This article is mainly about using feature flags to enhance delivery stability and speed in a microservice-based SaaS platform. This article combined traffic routing and feature flags to realize “Testing in production” & “Progressive Delivery” to minimize the release risk.
Introduction
Microservice
Microservices — also known as microservice architecture — is an architectural style that structures an application as a collection of services that are: Independently deployable; Loosely coupled; Organized around business capabilities; Owned by a small team; Highly maintainable, and testable. Lots of software products have a microservice-based architecture. It’s more or less a fashion.
Reduce release risk: Testing in Production & Progressive release
To mitigate release stress and reduce release risk, we can take two steps before releasing a new version/feature to the entire public/final audience: Testing in Production and Progressive Delivery.
Testing in production (TIP)
is a software development practice in which new code changes are tested on live user traffic rather than in a staging environment. It is one of the testing practices found in continuous delivery.
Progressive Release
offers an additional strategy to help mitigate the risk of unexpected issues affecting users. They help by making a release available only to a specific percentage of a snap’s user base. This percentage can be initially small, perhaps 10% or 20%, and increases as confidence in a release grows.

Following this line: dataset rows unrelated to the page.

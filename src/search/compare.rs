//! Branch-and-bound window comparison

use super::accumulator::Accumulator;
use crate::io::sample_buffer::{Sample, SampleWindow};

/// Whether a comparison ran to completion or was cut off by the bound
#[derive(Debug, Clone, Copy, PartialEq, Eq)]
pub enum Comparison {
    /// Every sample was accumulated and the score stayed below the bound
    Completed,
    /// The running score reached the bound and the comparison stopped early
    Exceeded,
}

impl Comparison {
    /// Whether the candidate was pruned
    pub fn is_exceeded(self) -> bool {
        self == Comparison::Exceeded
    }
}

/// Accumulate squared differences of two equal-length windows into `out`
///
/// Stops as soon as `out` is no longer below `bound`.
pub fn compare_windows<T: Sample>(
    a: &SampleWindow<'_, T>,
    b: &SampleWindow<'_, T>,
    bound: Option<&Accumulator>,
    out: &mut Accumulator,
) -> Comparison {
    debug_assert_eq!(a.len(), b.len(), "compared windows must have equal length");

    for i in 0..a.len() {
        out.add(a.diff(i, b, i));

        if let Some(bound) = bound {
            if *out >= *bound {
                return Comparison::Exceeded;
            }
        }
    }

    Comparison::Completed
}

/// Compare channel pairs in order, sharing one running score and bound
pub fn compare_channels<T: Sample>(
    a: &[SampleWindow<'_, T>],
    b: &[SampleWindow<'_, T>],
    bound: Option<&Accumulator>,
    out: &mut Accumulator,
) -> Comparison {
    debug_assert_eq!(a.len(), b.len(), "channel lists must have equal length");

    for (wa, wb) in a.iter().zip(b) {
        if compare_windows(wa, wb, bound, out).is_exceeded() {
            return Comparison::Exceeded;
        }
    }

    Comparison::Completed
}

#[cfg(test)]
mod tests {
    use super::*;
    use crate::io::sample_buffer::SampleBuffer;

    fn bound(v: u64) -> Accumulator {
        let mut acc = Accumulator::with_capacity(1);
        acc.add(v);
        acc
    }

    #[test]
    fn test_identical_windows_score_zero() {
        let a = SampleBuffer::from_reversed(vec![1u16, 2, 3, 4]);
        let mut out = Accumulator::with_capacity(2);
        let r = compare_windows(&a.window(), &a.window(), None, &mut out);
        assert_eq!(r, Comparison::Completed);
        assert!(out.is_zero());
    }

    #[test]
    fn test_unbounded_score_is_sum_of_squares() {
        let a = SampleBuffer::from_reversed(vec![10u16, 20, 30]);
        let b = SampleBuffer::from_reversed(vec![13u16, 16, 30]);
        let mut out = Accumulator::with_capacity(2);
        compare_windows(&a.window(), &b.window(), None, &mut out);
        assert_eq!(out.to_u128(), Some(9 + 16));
    }

    #[test]
    fn test_bound_stops_early() {
        let a = SampleBuffer::from_reversed(vec![0u16, 0, 0, 0]);
        let b = SampleBuffer::from_reversed(vec![10u16, 10, 10, 10]);
        let mut out = Accumulator::with_capacity(2);
        let r = compare_windows(&a.window(), &b.window(), Some(&bound(150)), &mut out);
        assert_eq!(r, Comparison::Exceeded);
        // Stopped after the second sample reached 200
        assert_eq!(out.to_u128(), Some(200));
    }

    #[test]
    fn test_reaching_bound_exactly_is_exceeded() {
        let a = SampleBuffer::from_reversed(vec![0u16, 0]);
        let b = SampleBuffer::from_reversed(vec![10u16, 0]);
        let mut out = Accumulator::with_capacity(2);
        let r = compare_windows(&a.window(), &b.window(), Some(&bound(100)), &mut out);
        assert!(r.is_exceeded());
    }

    #[test]
    fn test_pruning_agrees_with_full_scan() {
        let a = SampleBuffer::from_reversed(vec![0.1f32, -0.4, 0.3, 0.9, -0.2]);
        let b = SampleBuffer::from_reversed(vec![0.0f32, -0.5, 0.35, 0.7, -0.1]);

        let mut full = Accumulator::with_capacity(2);
        compare_windows(&a.window(), &b.window(), None, &mut full);

        // A bound just above the full score accepts with the same score
        let mut above = full.clone();
        above.add(1);
        let mut pruned = Accumulator::with_capacity(2);
        let r = compare_windows(&a.window(), &b.window(), Some(&above), &mut pruned);
        assert_eq!(r, Comparison::Completed);
        assert_eq!(pruned, full);

        // A bound equal to the full score rejects
        let mut pruned = Accumulator::with_capacity(2);
        let r = compare_windows(&a.window(), &b.window(), Some(&full), &mut pruned);
        assert_eq!(r, Comparison::Exceeded);
    }

    #[test]
    fn test_channels_share_running_score() {
        let a0 = SampleBuffer::from_reversed(vec![0u16, 0]);
        let b0 = SampleBuffer::from_reversed(vec![3u16, 0]);
        let a1 = SampleBuffer::from_reversed(vec![0u16, 0]);
        let b1 = SampleBuffer::from_reversed(vec![0u16, 4]);
        let a = [a0.window(), a1.window()];
        let b = [b0.window(), b1.window()];

        let mut out = Accumulator::with_capacity(2);
        let r = compare_channels(&a, &b, None, &mut out);
        assert_eq!(r, Comparison::Completed);
        assert_eq!(out.to_u128(), Some(25));

        let mut out = Accumulator::with_capacity(2);
        let r = compare_channels(&a, &b, Some(&bound(20)), &mut out);
        assert_eq!(r, Comparison::Exceeded);
    }
}
//! Min/max envelope reduction
//!
//! Collapses every `block_length` input samples into one output slot holding
//! the block's minimum (from the min channel) and maximum (from the max
//! channel). Repeating this builds coarser pyramid levels on which the
//! alignment search runs with far fewer comparisons.

use rayon::prelude::*;

use crate::error::{AnalysisError, AnalysisResult};
use crate::io::sample_buffer::{Sample, SampleWindow, SampleWindowMut};

/// Number of output slots needed for `len` input samples
pub fn reduced_len(len: usize, block_length: usize) -> usize {
    len.div_ceil(block_length)
}

/// Reduce one run of blocks
///
/// `min_out` and `max_out` must hold `reduced_len(min_in.len(), block_length)` slots.
/// A trailing partial block is reduced over the samples it has.
pub fn requantize<T: Sample>(
    min_in: SampleWindow<'_, T>,
    max_in: SampleWindow<'_, T>,
    min_out: &mut SampleWindowMut<'_, T>,
    max_out: &mut SampleWindowMut<'_, T>,
    block_length: usize,
) {
    debug_assert_eq!(min_in.len(), max_in.len());
    debug_assert_eq!(min_out.len(), reduced_len(min_in.len(), block_length));

    let end = min_in.len();
    let mut i = 0;
    let mut b = 0;

    while i < end {
        min_out.set_max_sample(b);
        max_out.set_min_sample(b);

        let block_end = (i + block_length).min(end);
        while i < block_end {
            if min_in.less_than(i, &min_out.as_window(), b) {
                min_out.set(b, min_in.get(i));
            }

            if max_in.greater_than(i, &max_out.as_window(), b) {
                max_out.set(b, max_in.get(i));
            }

            i += 1;
        }

        b += 1;
    }
}

/// Reduce a whole channel pair on the thread pool
///
/// The output is split into disjoint runs of blocks covering about
/// `samples_per_task` input samples each; every task writes only its own run.
///
/// # Errors
///
/// Returns `AnalysisError::InvalidInput` if the inputs differ in length, the
/// outputs have the wrong length, or `block_length` is zero.
pub fn requantize_parallel<T: Sample>(
    min_in: SampleWindow<'_, T>,
    max_in: SampleWindow<'_, T>,
    min_out: &mut [T],
    max_out: &mut [T],
    block_length: usize,
    samples_per_task: usize,
    pool: &rayon::ThreadPool,
) -> AnalysisResult<()> {
    if block_length == 0 {
        return Err(AnalysisError::InvalidInput(
            "Invalid block length: 0".to_string(),
        ));
    }

    if min_in.len() != max_in.len() {
        return Err(AnalysisError::InvalidInput(format!(
            "Envelope channels differ in length: {} vs {}",
            min_in.len(),
            max_in.len()
        )));
    }

    let expected = reduced_len(min_in.len(), block_length);
    if min_out.len() != expected || max_out.len() != expected {
        return Err(AnalysisError::InvalidInput(format!(
            "Reduced buffers must hold {} samples, got {} and {}",
            expected,
            min_out.len(),
            max_out.len()
        )));
    }

    let blocks_per_task = samples_per_task.div_ceil(block_length).max(1);
    let samples_per_chunk = blocks_per_task * block_length;

    pool.install(|| {
        min_out
            .par_chunks_mut(blocks_per_task)
            .zip(max_out.par_chunks_mut(blocks_per_task))
            .enumerate()
            .for_each(|(task, (min_chunk, max_chunk))| {
                let from = task * samples_per_chunk;
                let to = (from + min_chunk.len() * block_length).min(min_in.len());
                requantize(
                    min_in.sub(from, to),
                    max_in.sub(from, to),
                    &mut SampleWindowMut::new(min_chunk),
                    &mut SampleWindowMut::new(max_chunk),
                    block_length,
                );
            });
    });

    Ok(())
}

#[cfg(test)]
mod tests {
    use super::*;
    use crate::io::sample_buffer::SampleBuffer;
    use rand::rngs::StdRng;
    use rand::{Rng, SeedableRng};

    fn test_pool() -> rayon::ThreadPool {
        rayon::ThreadPoolBuilder::new()
            .num_threads(3)
            .build()
            .expect("Failed to build rayon thread pool")
    }

    #[test]
    fn test_reduced_len_rounds_up() {
        assert_eq!(reduced_len(32, 16), 2);
        assert_eq!(reduced_len(33, 16), 3);
        assert_eq!(reduced_len(0, 16), 0);
    }

    #[test]
    fn test_single_block_min_max() {
        let input = SampleBuffer::from_reversed(vec![0.2f32, -0.7, 0.9, 0.1]);
        let mut min_out = SampleBuffer::<f32>::silent(1);
        let mut max_out = SampleBuffer::<f32>::silent(1);
        requantize(
            input.window(),
            input.window(),
            &mut min_out.window_mut(),
            &mut max_out.window_mut(),
            4,
        );
        assert_eq!(min_out.window().get(0), -0.7);
        assert_eq!(max_out.window().get(0), 0.9);
    }

    #[test]
    fn test_partial_last_block() {
        let input = SampleBuffer::from_reversed(vec![5u16, 1, 9, 3, 7]);
        let mut min_out = SampleBuffer::<u16>::silent(3);
        let mut max_out = SampleBuffer::<u16>::silent(3);
        requantize(
            input.window(),
            input.window(),
            &mut min_out.window_mut(),
            &mut max_out.window_mut(),
            2,
        );
        assert_eq!(min_out.window().as_slice(), &[1, 3, 7]);
        assert_eq!(max_out.window().as_slice(), &[5, 9, 7]);
    }

    #[test]
    fn test_separate_min_and_max_sources() {
        let mins = SampleBuffer::from_reversed(vec![0.0f32, -0.5, 0.3, 0.2]);
        let maxs = SampleBuffer::from_reversed(vec![0.1f32, 0.4, 0.8, 0.3]);
        let mut min_out = SampleBuffer::<f32>::silent(2);
        let mut max_out = SampleBuffer::<f32>::silent(2);
        requantize(
            mins.window(),
            maxs.window(),
            &mut min_out.window_mut(),
            &mut max_out.window_mut(),
            2,
        );
        assert_eq!(min_out.window().as_slice(), &[-0.5, 0.2]);
        assert_eq!(max_out.window().as_slice(), &[0.4, 0.8]);
    }

    #[test]
    fn test_parallel_envelope_bounds_every_sample() {
        let mut rng = StdRng::seed_from_u64(21);
        let data: Vec<f32> = (0..10_007).map(|_| rng.gen_range(-1.0..1.0)).collect();
        let input = SampleBuffer::from_reversed(data);
        let block = 16;
        let len = reduced_len(input.len(), block);
        let mut min_out = SampleBuffer::<f32>::silent(len);
        let mut max_out = SampleBuffer::<f32>::silent(len);

        requantize_parallel(
            input.window(),
            input.window(),
            min_out.as_mut_slice(),
            max_out.as_mut_slice(),
            block,
            100,
            &test_pool(),
        )
        .unwrap();

        let samples = input.window();
        for (b, chunk) in samples.as_slice().chunks(block).enumerate() {
            let lo = min_out.window().get(b);
            let hi = max_out.window().get(b);
            assert!(chunk.iter().all(|&s| s >= lo && s <= hi), "block {}", b);
            assert!(chunk.contains(&lo) && chunk.contains(&hi), "block {}", b);
        }
    }

    #[test]
    fn test_parallel_matches_sequential() {
        let mut rng = StdRng::seed_from_u64(5);
        let data: Vec<u16> = (0..5000).map(|_| rng.gen()).collect();
        let input = SampleBuffer::from_reversed(data);
        let len = reduced_len(input.len(), 16);

        let mut seq_min = SampleBuffer::<u16>::silent(len);
        let mut seq_max = SampleBuffer::<u16>::silent(len);
        requantize(
            input.window(),
            input.window(),
            &mut seq_min.window_mut(),
            &mut seq_max.window_mut(),
            16,
        );

        let mut par_min = SampleBuffer::<u16>::silent(len);
        let mut par_max = SampleBuffer::<u16>::silent(len);
        requantize_parallel(
            input.window(),
            input.window(),
            par_min.as_mut_slice(),
            par_max.as_mut_slice(),
            16,
            2048,
            &test_pool(),
        )
        .unwrap();

        assert_eq!(seq_min, par_min);
        assert_eq!(seq_max, par_max);
    }

    #[test]
    fn test_parallel_rejects_wrong_output_length() {
        let input = SampleBuffer::<f32>::silent(100);
        let mut min_out = vec![0.0f32; 3];
        let mut max_out = vec![0.0f32; 7];
        let r = requantize_parallel(
            input.window(),
            input.window(),
            &mut min_out,
            &mut max_out,
            16,
            2048,
            &test_pool(),
        );
        assert!(r.is_err());
    }
}
//! Alignment search engine
//!
//! Finds the offsets whose windows are closest to a reference window:
//! - Exact distance accumulation
//! - Top-K candidate queue
//! - Branch-and-bound window comparison
//! - Parallel, wave-based search driver

pub mod accumulator;
pub mod aligns;
pub mod compare;
pub mod pool;
pub mod queue;

pub use accumulator::Accumulator;
pub use aligns::{find_best_aligns, AlignSearch};
pub use compare::{compare_channels, compare_windows, Comparison};
pub use queue::{Align, AlignQueue};
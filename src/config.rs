//! Configuration parameters for loop analysis

use serde::{Deserialize, Serialize};

/// Loop analysis configuration parameters
#[derive(Debug, Clone, PartialEq, Eq, Serialize, Deserialize)]
pub struct LoopConfig {
    // Parallelism
    /// Worker tasks dispatched per search wave, and the size of the thread pool (default: 8)
    pub max_workers: usize,

    /// Candidate offsets handed to one worker per wave (default: 2048)
    /// Also the number of input samples per requantize task.
    pub offsets_per_worker: usize,

    // Search
    /// Number of coarse candidates kept at the lowest resolution (default: 5)
    pub coarse_candidates: usize,

    /// Reduction factor between two pyramid levels (default: 16)
    pub block_length: usize,

    /// Initial digit capacity of pooled distance accumulators (default: 2)
    /// Accumulators grow on demand; this only avoids early reallocation.
    pub accumulator_digits: usize,
}

impl Default for LoopConfig {
    fn default() -> Self {
        Self {
            max_workers: 8,
            offsets_per_worker: 2048,
            coarse_candidates: 5,
            block_length: 16,
            accumulator_digits: 2,
        }
    }
}

impl LoopConfig {
    /// Set the number of workers per wave
    pub fn with_max_workers(mut self, max_workers: usize) -> Self {
        self.max_workers = max_workers;
        self
    }

    /// Set the number of offsets per worker
    pub fn with_offsets_per_worker(mut self, offsets_per_worker: usize) -> Self {
        self.offsets_per_worker = offsets_per_worker;
        self
    }

    /// Set the number of coarse candidates
    pub fn with_coarse_candidates(mut self, coarse_candidates: usize) -> Self {
        self.coarse_candidates = coarse_candidates;
        self
    }

    /// Check that every parameter is usable
    pub fn validate(&self) -> Result<(), crate::error::AnalysisError> {
        let zero = [
            ("max_workers", self.max_workers),
            ("offsets_per_worker", self.offsets_per_worker),
            ("coarse_candidates", self.coarse_candidates),
            ("accumulator_digits", self.accumulator_digits),
        ]
        .into_iter()
        .find(|(_, v)| *v == 0);

        if let Some((name, _)) = zero {
            return Err(crate::error::AnalysisError::InvalidInput(format!(
                "{} must be at least 1",
                name
            )));
        }

        if self.block_length < 2 {
            return Err(crate::error::AnalysisError::InvalidInput(format!(
                "Invalid block length: {}",
                self.block_length
            )));
        }

        Ok(())
    }

    /// Total reduction between the raw samples and the coarsest pyramid level
    pub fn coarse_factor(&self) -> usize {
        self.block_length * self.block_length
    }
}
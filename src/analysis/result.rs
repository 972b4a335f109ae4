//! Analysis result types

use serde::{Deserialize, Serialize};

/// A loop point in forward playback time
#[derive(Debug, Clone, Copy, PartialEq, Eq, Hash, Serialize, Deserialize)]
pub struct LoopPoint {
    /// Sample at which the loop starts
    pub loop_start: u64,

    /// Loop length in samples; playback jumps back by this much at `loop_start + loop_length`
    pub loop_length: u64,
}

impl LoopPoint {
    /// Sample at which playback jumps back to `loop_start`
    pub fn loop_end(&self) -> u64 {
        self.loop_start + self.loop_length
    }

    /// Filename option suffix, e.g. `s1024l88200`
    ///
    /// # Example
    ///
    /// ```
    /// use seamless_loop::LoopPoint;
    ///
    /// let point = LoopPoint { loop_start: 1024, loop_length: 88200 };
    /// assert_eq!(point.file_suffix(), "s1024l88200");
    /// ```
    pub fn file_suffix(&self) -> String {
        format!("s{}l{}", self.loop_start, self.loop_length)
    }
}

/// Result for one analyzed file
#[derive(Debug, Clone, PartialEq, Eq, Serialize, Deserialize)]
pub struct LoopReport {
    /// Path of the analyzed file as given
    pub file: String,

    /// Base name without options or extension
    pub name: String,

    /// Detected loop point
    #[serde(flatten)]
    pub loop_point: LoopPoint,

    /// Positive `LOOPLENGTH` tag value found in the file, for comparison
    pub previous_loop_length: Option<u64>,
}

impl LoopReport {
    /// Result line: `<name>__s<start>l<length>`, plus `  (<old>)` if the file carried a loop length
    pub fn line(&self) -> String {
        let base = format!("{}__{}", self.name, self.loop_point.file_suffix());
        match self.previous_loop_length {
            Some(old) => format!("{}  ({})", base, old),
            None => base,
        }
    }

    /// Single-line JSON form
    pub fn to_json(&self) -> serde_json::Result<String> {
        serde_json::to_string(self)
    }
}

impl std::fmt::Display for LoopReport {
    fn fmt(&self, f: &mut std::fmt::Formatter<'_>) -> std::fmt::Result {
        f.write_str(&self.line())
    }
}

#[cfg(test)]
mod tests {
    use super::*;

    fn report(previous: Option<u64>) -> LoopReport {
        LoopReport {
            file: "music/theme.ogg".to_string(),
            name: "theme".to_string(),
            loop_point: LoopPoint {
                loop_start: 12345,
                loop_length: 441000,
            },
            previous_loop_length: previous,
        }
    }

    #[test]
    fn test_line_without_previous() {
        assert_eq!(report(None).line(), "theme__s12345l441000");
    }

    #[test]
    fn test_line_with_previous() {
        assert_eq!(report(Some(440999)).to_string(), "theme__s12345l441000  (440999)");
    }

    #[test]
    fn test_json_is_flat() {
        let json = report(None).to_json().unwrap();
        let value: serde_json::Value = serde_json::from_str(&json).unwrap();
        assert_eq!(value["loop_start"], 12345);
        assert_eq!(value["loop_length"], 441000);
        assert_eq!(value["name"], "theme");
        assert!(value["previous_loop_length"].is_null());
    }

    #[test]
    fn test_loop_end() {
        let p = LoopPoint {
            loop_start: 10,
            loop_length: 90,
        };
        assert_eq!(p.loop_end(), 100);
    }
}
//! Fixed-capacity queue of the best alignments found so far

use super::accumulator::Accumulator;

/// A candidate offset and a snapshot of its score
#[derive(Debug, Clone, PartialEq, Eq)]
pub struct Align {
    /// Candidate offset in buffer-index space
    pub offset: usize,
    /// Accumulated distance at that offset (lower is better)
    pub score: Accumulator,
}

/// Top-K list of alignments, sorted ascending by score
///
/// Once full, the last entry's score is the pruning bound: a candidate must
/// score strictly lower to be accepted.
#[derive(Debug, Clone)]
pub struct AlignQueue {
    aligns: Vec<Align>,
    capacity: usize,
}

impl AlignQueue {
    /// Empty queue holding at most `capacity` alignments
    pub fn new(capacity: usize) -> Self {
        Self {
            aligns: Vec::with_capacity(capacity),
            capacity,
        }
    }

    /// Offer a candidate; returns whether it was accepted
    ///
    /// The candidate goes before the first entry it strictly beats, so equal
    /// scores keep insertion order. When the queue is full the worst entry is
    /// evicted and its storage reused.
    pub fn put(&mut self, offset: usize, score: &Accumulator) -> bool {
        if let Some(i) = self.aligns.iter().position(|a| score < &a.score) {
            let slot = if self.aligns.len() == self.capacity {
                self.aligns.pop().map(|mut evicted| {
                    evicted.offset = offset;
                    evicted.score.copy_from(score);
                    evicted
                })
            } else {
                None
            };

            let align = slot.unwrap_or_else(|| Align {
                offset,
                score: score.clone(),
            });
            self.aligns.insert(i, align);
            return true;
        }

        if self.aligns.len() < self.capacity {
            self.aligns.push(Align {
                offset,
                score: score.clone(),
            });
            return true;
        }

        false
    }

    /// Score of the worst entry, or `None` while the queue is not yet full
    pub fn worst_score(&self) -> Option<&Accumulator> {
        if self.aligns.len() < self.capacity {
            None
        } else {
            self.aligns.last().map(|a| &a.score)
        }
    }

    /// Overwrite every existing entry with `(offset, score)`
    ///
    /// Used to seed a reused worker queue with the global bound.
    pub fn fill(&mut self, offset: usize, score: &Accumulator) {
        for align in &mut self.aligns {
            align.offset = offset;
            align.score.copy_from(score);
        }
    }

    /// Remove every entry
    pub fn clear(&mut self) {
        self.aligns.clear();
    }

    /// Best entry, if any
    pub fn best(&self) -> Option<&Align> {
        self.aligns.first()
    }

    /// Entries, best first
    pub fn aligns(&self) -> &[Align] {
        &self.aligns
    }

    /// Consume the queue, returning its entries best first
    pub fn into_aligns(self) -> Vec<Align> {
        self.aligns
    }

    /// Number of entries
    pub fn len(&self) -> usize {
        self.aligns.len()
    }

    /// Whether the queue holds no entries
    pub fn is_empty(&self) -> bool {
        self.aligns.is_empty()
    }

    /// Maximum number of entries
    pub fn capacity(&self) -> usize {
        self.capacity
    }
}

Solution — Traffic routing
One solution is using traffic routing to switch between the current and the new release progressively. It often uses a service mesh (App Mesh, Istio, Linkerd, Open Service Mesh) or an ingress controller (Contour, Gloo, NGINX, Skipper, Traefik) for traffic routing.
For example, we have a new version of the microservice “sentence emoji classification algorithm”. We can use a traffic routing solution to deliver progressively from the old algorithm to the latest version.
For example, the flagger.app is an excellent tool for implementing the solution.
Solution — Feature flags
Feature flag
is a modern engineering technology that decouples code deployments from feature releases, giving you control over who sees each feature and when they see it.
With feature flags, you can progressively release or roll back individual features to or from a specific group of users without redeployment. You can toggle a feature on and off to subsets of users.
There are several platforms for feature flag management, such as Launchdarkly, Unleash, FeatBit, etc. In this article, I will use FeatBit as a demo tool in a real-world example because only FeatBit’s open-source version supports all I need in the demonstration.
Combined solution
The above table listed the main difference between traffic split & feature flags.
In many companies, both solutions are adopted to minimize the release risk. They combined two solutions to reduce the release risk. Here are the steps to deliver the new version and features progressively:
- Deploy new version services with new containers.
- Turn off feature flags of new features deployed on the new containers.
- Use route traffic routing solution to deploy the new version in production progressively.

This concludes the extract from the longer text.